628 words
3 minutes
The Vulkan Rendering Rabbit Hole

Vulkan is an incredbile library made by the smart people at Khronos. While it is extremely powerful and versatile, it introduces a high degree of complexity that can make it difficult to use for people learning the ropes. At the same time it is widely used in professional contexts and demo, so knowing your way around Vulkan is extremely useful. This is a collection of links that can be useful to anybody trying to understand Vulkan better.

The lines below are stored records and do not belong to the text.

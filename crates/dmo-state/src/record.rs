//! # Assessment Record
//!
//! Mapping from question identity to the severity answer given for it.
//! Keys are resolved through the [`TaxonomyRegistry`] before insertion, so
//! the record never holds a question that does not exist.

use std::collections::BTreeMap;

use dmo_classify::resolve;
use dmo_core::{ClassificationLevel, QuestionId, Response, TaxonomyError, TaxonomyRegistry};
use serde::{Deserialize, Serialize};

/// One answer in its flat, serialisable form.
///
/// Used for answers files, API request bodies and session views.
#[derive(Debug, Clone, PartialEq, Eq, Serialize, Deserialize)]
pub struct AnswerEntry {
    pub category: String,
    pub subcategory: String,
    /// Zero-based question index within the subcategory.
    pub question: usize,
    pub response: Response,
}

impl AnswerEntry {
    pub fn id(&self) -> QuestionId {
        QuestionId::new(self.category.clone(), self.subcategory.clone(), self.question)
    }
}

/// Answers recorded so far in one assessment.
#[derive(Debug, Clone, Default, PartialEq, Eq)]
pub struct AssessmentRecord {
    answers: BTreeMap<QuestionId, Response>,
}

impl AssessmentRecord {
    pub fn new() -> Self {
        Self::default()
    }

    /// Record or overwrite the answer to one question.
    ///
    /// Returns the previous answer if the question had one. Unknown keys are
    /// rejected and leave the record untouched.
    pub fn record(
        &mut self,
        registry: &TaxonomyRegistry,
        id: QuestionId,
        response: Response,
    ) -> Result<Option<Response>, TaxonomyError> {
        registry.resolve(&id)?;
        Ok(self.answers.insert(id, response))
    }

    pub fn get(&self, id: &QuestionId) -> Option<Response> {
        self.answers.get(id).copied()
    }

    /// Number of distinct questions answered.
    pub fn len(&self) -> usize {
        self.answers.len()
    }

    pub fn is_empty(&self) -> bool {
        self.answers.is_empty()
    }

    pub fn clear(&mut self) {
        self.answers.clear();
    }

    /// Answer values, in question order.
    pub fn responses(&self) -> impl Iterator<Item = Response> + '_ {
        self.answers.values().copied()
    }

    pub fn iter(&self) -> impl Iterator<Item = (&QuestionId, Response)> + '_ {
        self.answers.iter().map(|(id, r)| (id, *r))
    }

    /// Flat copies of every answer, in question order.
    pub fn entries(&self) -> Vec<AnswerEntry> {
        self.answers
            .iter()
            .map(|(id, response)| AnswerEntry {
                category: id.category.clone(),
                subcategory: id.subcategory.clone(),
                question: id.index,
                response: *response,
            })
            .collect()
    }

    /// Fraction of the registry's questions answered, in `[0, 1]`.
    pub fn progress(&self, registry: &TaxonomyRegistry) -> f64 {
        let total = registry.total_questions();
        if total == 0 {
            return 0.0;
        }
        (self.len() as f64 / total as f64).min(1.0)
    }

    /// Worst-case tier of the current answers; `None` while empty.
    pub fn level(&self) -> Option<ClassificationLevel> {
        resolve(self.responses())
    }
}
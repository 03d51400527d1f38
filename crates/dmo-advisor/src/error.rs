//! Advisory client error types.

/// Errors from advisory completion calls.
#[derive(Debug, thiserror::Error)]
pub enum AdvisorError {
    /// HTTP transport error.
    #[error("HTTP error calling {endpoint}: {source}")]
    Http {
        endpoint: String,
        source: reqwest::Error,
    },
    /// Completion service returned a non-2xx status.
    #[error("completion service {endpoint} returned {status}: {body}")]
    Upstream {
        endpoint: String,
        status: u16,
        body: String,
    },
    /// Response deserialization failed.
    #[error("failed to deserialize response from {endpoint}: {source}")]
    Deserialization {
        endpoint: String,
        source: reqwest::Error,
    },
    /// The service answered but produced no text.
    #[error("completion service returned no text")]
    EmptyCompletion,
    /// The call did not finish within the configured timeout.
    #[error("completion call timed out after {secs}s")]
    Timeout { secs: u64 },
}
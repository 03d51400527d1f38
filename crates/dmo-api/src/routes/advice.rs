//! # Advisory API
//!
//! `POST /v1/sessions/{id}/advice` asks the completion service how the
//! session's dataset should be classified. The answer is free text for a
//! human reader; it is never stored and never changes the session.
//!
//! Without a configured advisor this endpoint answers 503.

use axum::extract::rejection::JsonRejection;
use axum::extract::{Path, State};
use axum::routing::post;
use axum::{Json, Router};
use dmo_advisor::Advice;
use serde::{Deserialize, Serialize};
use uuid::Uuid;

use crate::error::AppError;
use crate::extractors::extract_json;
use crate::state::AppState;

#[derive(Debug, Default, Deserialize)]
pub struct AdviceRequest {
    /// Defaults to a generic classification question.
    #[serde(default)]
    pub question: Option<String>,
}

#[derive(Debug, Serialize, Deserialize)]
pub struct AdviceResponse {
    pub session_id: Uuid,
    pub advice: Advice,
}

pub fn router() -> Router<AppState> {
    Router::new().route("/v1/sessions/{id}/advice", post(request_advice))
}

/// POST /v1/sessions/{id}/advice
async fn request_advice(
    State(state): State<AppState>,
    Path(id): Path<Uuid>,
    body: Result<Json<AdviceRequest>, JsonRejection>,
) -> Result<Json<AdviceResponse>, AppError> {
    let advisor = state.advisor.clone().ok_or_else(|| {
        AppError::ServiceUnavailable("advisory service is not configured".to_string())
    })?;
    let req = extract_json(body)?;

    // Snapshot before awaiting; no lock is held across the call.
    let session = state
        .sessions
        .get(&id)
        .ok_or_else(|| AppError::session_not_found(id))?;
    let descriptor = session
        .dataset()
        .map(|profile| profile.descriptor_text())
        .transpose()?;

    let advice = advisor
        .consult(req.question.as_deref(), descriptor.as_deref())
        .await?;
    tracing::info!(session = %id, model = advisor.model(), "advisory consulted");

    Ok(Json(AdviceResponse {
        session_id: id,
        advice,
    }))
}
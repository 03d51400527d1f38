//! # Taxonomy API
//!
//! Read-only views of the compiled-in taxonomy.
//!
//! ## Endpoints
//!
//! - `GET /v1/taxonomy`                 — categories, subcategories, questions
//! - `GET /v1/levels`                   — every level with description and controls
//! - `GET /v1/levels/{level}/controls`  — required controls for one level
//! - `GET /v1/datasets`                 — canned example datasets

use axum::extract::Path;
use axum::routing::get;
use axum::{Json, Router};
use dmo_classify::ExampleDataset;
use dmo_core::{ClassificationLevel, ImpactCategory, LevelProfile, TaxonomyRegistry};
use serde::Serialize;

use crate::error::AppError;
use crate::state::AppState;

// ---------------------------------------------------------------------------
// Response types
// ---------------------------------------------------------------------------

#[derive(Debug, Serialize)]
pub struct TaxonomyResponse {
    pub categories: &'static [ImpactCategory],
    pub total_questions: usize,
}

#[derive(Debug, Serialize)]
pub struct LevelResponse {
    pub level: ClassificationLevel,
    pub label: &'static str,
    pub rank: u8,
    pub description: &'static str,
    pub controls: &'static [&'static str],
}

impl From<&LevelProfile> for LevelResponse {
    fn from(profile: &LevelProfile) -> Self {
        Self {
            level: profile.level,
            label: profile.level.label(),
            rank: profile.level.rank(),
            description: profile.description,
            controls: profile.controls,
        }
    }
}

#[derive(Debug, Serialize)]
pub struct ControlsResponse {
    pub level: ClassificationLevel,
    pub controls: &'static [&'static str],
}

// ---------------------------------------------------------------------------
// Router
// ---------------------------------------------------------------------------

pub fn router() -> Router<AppState> {
    Router::new()
        .route("/v1/taxonomy", get(get_taxonomy))
        .route("/v1/levels", get(list_levels))
        .route("/v1/levels/{level}/controls", get(get_controls))
        .route("/v1/datasets", get(list_datasets))
}

// ---------------------------------------------------------------------------
// Handlers
// ---------------------------------------------------------------------------

/// GET /v1/taxonomy
async fn get_taxonomy() -> Json<TaxonomyResponse> {
    let registry = TaxonomyRegistry::standard();
    Json(TaxonomyResponse {
        categories: registry.categories(),
        total_questions: registry.total_questions(),
    })
}

/// GET /v1/levels, most severe first.
async fn list_levels() -> Json<Vec<LevelResponse>> {
    Json(
        TaxonomyRegistry::standard()
            .level_profiles()
            .map(LevelResponse::from)
            .collect(),
    )
}

/// GET /v1/levels/{level}/controls
///
/// Accepts wire names (`top_secret`) or labels (`TOP SECRET`).
async fn get_controls(Path(level): Path<String>) -> Result<Json<ControlsResponse>, AppError> {
    let level: ClassificationLevel = level
        .parse()
        .map_err(|e: dmo_core::DmoError| AppError::NotFound(e.to_string()))?;
    Ok(Json(ControlsResponse {
        level,
        controls: TaxonomyRegistry::standard().required_controls(level),
    }))
}

/// GET /v1/datasets
async fn list_datasets() -> Json<&'static [ExampleDataset]> {
    Json(ExampleDataset::all())
}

The best place to get your feet wet is the official guide, it is available both on github and their official website:

  • Vulkan Guide on Github
  • Vulkan Guide Documentation(It also has versioning to checkout the guide with older features)
  • An Introduction To Vulkan Is also a great video form starting point on the theory. Vulkan-Tutorial used to be more known and used, but with time it became obsolete as it requires to write a lot of boilerplate which is not relevant today. As a personal tip: at the beginning it is fine to copy and paste a bit, the amount of boilerplate code needed to write a Vulkan app from scratch can make even the more well intentioned people drop the towel. Ultimately, learning is about understanding and knowing some less than useful lines by heart. There is also other useful sources, such as Intel’s introduction to Vulkan, it’ great albeit quite old, being from 2018 and currently discontinued.
  • Intel’s introduction to Vulkan
  • Learn Vulkan from code samples

In case you are encountering any issues, there is a also a Vulkanised talk going over common troubleshooting when installing Vulkan:

Another great resource to pair with the official guide is Wien’s course on Vulkan itself. It explains all the concepts needed to understand Vulkan’s architecture (the way buffers are used,swap chain, pipelines etc…) and eventually also explores Ray Tracing. It also covers one of the biggest pain points of GPU Development, Fences and Synchronization in general.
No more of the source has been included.